I agree about the disability, and it was on my mind at the time.
What I meant about 'knowing things they shouldn't' is that they were on a count-down to a nuclear device being detonated. How could they possible know that, or what the deadline is? The bomber was basically the Unabomber: no associates, no rational plan. They could only know that a nuke was about to go if they were in a back-loop from it happening.
The issue of Universes being generated is a problem. There was a similar problem in Quantum Leap (and Groundhog Day) - who or what decides that the problem is now solved and time can stop looping? In both of those previous the suggestion is that it's almost a theological problem - in QL perhaps heaven, in GD karma.
In this case the answer should be, when the universe has changed enough that the people running the machine no longer perceive there is a problem to solve, they stop re-running the time loop. As you say, he either makes a new universe and jumps into it, or overwrites the current universe: in either case there should be changes, every time he comes back, and only he is aware of them. So he comes to realise he can save the passengers in real life, and they don't believe him, because from their point of view 'she always got off the train that hasn't changed' (and so on for every change he makes).
So, there's nearly a completely internally consistent story here, which all hangs together. He should be trying to persuade Vera Farmiga to run the loop one more time, even though she has the info to stop the bomber, because only he knows he is over-writing reality. That would be like the plot of 'The Lathe of Heaven' actually.

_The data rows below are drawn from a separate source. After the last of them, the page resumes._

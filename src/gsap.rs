//! Bindings to the optional global GSAP animation library.
//!
//! GSAP is duck-typed at runtime rather than linked: if `window.gsap`
//! exposes callable `set` and `to` methods, animation runs through it;
//! otherwise callers fall back to direct style mutation. Calls go
//! through `js_sys::Reflect`/`Function` so a missing or broken global
//! is an `Err`, never a panic.

use js_sys::{Function, Object, Reflect};
use wasm_bindgen::{JsCast, JsValue};
use web_sys::{HtmlElement, Window};

/// Handle to a detected `window.gsap` global.
pub struct Gsap {
    /// `this` binding for method calls.
    target: JsValue,
    set_fn: Function,
    to_fn: Function,
}

impl Gsap {
    /// Duck-type `window.gsap`. Returns `None` unless the global is an
    /// object with callable `set` and `to`.
    #[must_use]
    pub fn detect(window: &Window) -> Option<Self> {
        let gsap = Reflect::get(window, &JsValue::from_str("gsap")).ok()?;
        if !gsap.is_object() {
            return None;
        }
        let set_fn = method(&gsap, "set")?;
        let to_fn = method(&gsap, "to")?;
        Some(Self {
            target: gsap,
            set_fn,
            to_fn,
        })
    }

    /// `gsap.set(el, props)`: apply a style state immediately.
    pub fn set(
        &self,
        el: &HtmlElement,
        props: &Object,
    ) -> Result<(), JsValue> {
        self.set_fn
            .call2(&self.target, el.as_ref(), props.as_ref())
            .map(|_| ())
    }

    /// `gsap.to(el, props)`: animate towards a style state.
    pub fn to(&self, el: &HtmlElement, props: &Object) -> Result<(), JsValue> {
        self.to_fn
            .call2(&self.target, el.as_ref(), props.as_ref())
            .map(|_| ())
    }
}

fn method(obj: &JsValue, name: &str) -> Option<Function> {
    Reflect::get(obj, &JsValue::from_str(name))
        .ok()?
        .dyn_into::<Function>()
        .ok()
}

/// Build a JS props object from key/value pairs.
#[must_use]
pub fn props(pairs: &[(&str, JsValue)]) -> Object {
    let obj = Object::new();
    for (key, value) in pairs {
        // Reflect::set only fails on frozen objects; this one is fresh.
        let _ = Reflect::set(&obj, &JsValue::from_str(key), value);
    }
    obj
}
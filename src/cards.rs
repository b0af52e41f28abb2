//! Staggered project-card reveal.
//!
//! Deliberately independent of the GSAP-gated animator: cards get a CSS
//! transition at setup and are revealed by direct style mutation, so
//! this path behaves identically with or without the animation library.
//! It only runs when `IntersectionObserver` is available; without it,
//! cards are never hidden in the first place.

use js_sys::Array;
use wasm_bindgen::closure::Closure;
use wasm_bindgen::{JsCast, JsValue};
use web_sys::{
    Document, HtmlElement, IntersectionObserver, IntersectionObserverEntry,
    IntersectionObserverInit, Window,
};

use crate::dom;
use crate::error::UnveilError;
use crate::options::CardOptions;

/// Reveal delay for the `index`-th entry of an intersection batch.
#[must_use]
pub fn stagger_delay_ms(index: usize, step_ms: i32) -> i32 {
    i32::try_from(index)
        .unwrap_or(i32::MAX)
        .saturating_mul(step_ms)
}

/// Hide all matching cards, then reveal each with an index-proportional
/// stagger once it first becomes visible.
pub fn setup(
    window: &Window,
    document: &Document,
    options: &CardOptions,
    observer_available: bool,
) -> Result<(), UnveilError> {
    if !observer_available {
        return Ok(());
    }
    let cards = dom::query_all(document, &options.selector)?;
    if cards.is_empty() {
        return Ok(());
    }

    let win = window.clone();
    let step_ms = options.stagger_step_ms;
    let callback = Closure::<dyn FnMut(Array, IntersectionObserver)>::new(
        move |entries: Array, observer: IntersectionObserver| {
            for (index, entry) in entries.iter().enumerate() {
                let Ok(entry) = entry.dyn_into::<IntersectionObserverEntry>()
                else {
                    continue;
                };
                if !entry.is_intersecting() {
                    continue;
                }
                let target = entry.target();
                if let Ok(card) = target.clone().dyn_into::<HtmlElement>() {
                    schedule_reveal(
                        &win,
                        &card,
                        stagger_delay_ms(index, step_ms),
                    );
                }
                observer.unobserve(&target);
            }
        },
    );

    let init = IntersectionObserverInit::new();
    init.set_threshold(&JsValue::from_f64(options.threshold));
    let observer = IntersectionObserver::new_with_options(
        callback.as_ref().unchecked_ref(),
        &init,
    )?;

    let transition = format!(
        "opacity {0}s ease, transform {0}s ease",
        options.transition_secs
    );
    for card in &cards {
        dom::set_style(card, "opacity", "0");
        dom::set_style(
            card,
            "transform",
            &format!("translateY({}px)", options.offset_px),
        );
        dom::set_style(card, "transition", &transition);
        observer.observe(card);
    }
    callback.forget();
    Ok(())
}

/// Run the reveal after `delay_ms` on the browser timer.
fn schedule_reveal(window: &Window, card: &HtmlElement, delay_ms: i32) {
    let card = card.clone();
    let reveal = Closure::<dyn FnMut()>::new(move || dom::force_visible(&card));
    if let Err(e) = window.set_timeout_with_callback_and_timeout_and_arguments_0(
        reveal.as_ref().unchecked_ref(),
        delay_ms,
    ) {
        log::error!("failed to schedule card reveal: {e:?}");
    }
    reveal.forget();
}

#[cfg(test)]
mod tests {
    use super::*;

    #[test]
    fn stagger_is_index_proportional() {
        assert_eq!(stagger_delay_ms(0, 100), 0);
        assert_eq!(stagger_delay_ms(1, 100), 100);
        assert_eq!(stagger_delay_ms(5, 100), 500);
    }

    #[test]
    fn huge_indices_saturate() {
        assert_eq!(stagger_delay_ms(usize::MAX, 100), i32::MAX);
    }
}
//! Hover pause control for the continuously scrolling logo strip.

use web_sys::Document;

use crate::dom;
use crate::error::UnveilError;
use crate::options::MarqueeOptions;

/// Pause the strip's CSS animation while the pointer is over it and
/// resume on leave. Absent strip element: nothing is registered.
pub fn setup(
    document: &Document,
    options: &MarqueeOptions,
) -> Result<(), UnveilError> {
    let Some(strip) = dom::query_first(document, &options.selector)? else {
        return Ok(());
    };

    let enter_strip = strip.clone();
    dom::listen(&strip, "mouseenter", move |_| {
        dom::set_style(&enter_strip, "animation-play-state", "paused");
    })?;

    let leave_strip = strip.clone();
    dom::listen(&strip, "mouseleave", move |_| {
        dom::set_style(&leave_strip, "animation-play-state", "running");
    })
}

Oh, another issue is that if the device destroys the evidence of its own success every time, then eventually the project will get cancelled, and then you have cascading paradoxes. But that's perhaps me worrying away too much.
|Date:||April 3rd, 2011 06:41 pm (UTC)|| |
I saw it this afternoon. I thought it was very good, but, as you say, not in Galaxy Quest's league, not something I would want to rewatch and squee over.
The person I saw it with was all exercised about Jeffrey Wright's character's crutch and how it was unfair to use that as a marker of the evil his character was portraying. But IMHO he could simply have had a twisted ankle; who cares? Once he starts his day by experimenting on and eventually torturing a helpless patient who had as many disabilities as was possible to have, there are bigger issues with which to be concerned.
My irritation about the Christina character's eye candy function was dissolved in the way she said 'No.' in the painfully honest part. :D And I liked the Goodwin character - she's the lynchpin of the whole thing.
I thought it would have been a stronger film if it had ended when the Jake Gyllenhaal character and Christina were standing in front of that sculpture.
In front of the sculpture they could have been in heaven, and the doc had switched his life support off, so it would have made some kind of sense that way.
I often get the impression that films may have originally made good sense and then they get mucked about by studio execs - but that might just be because I want to believe in a better version which could have existed.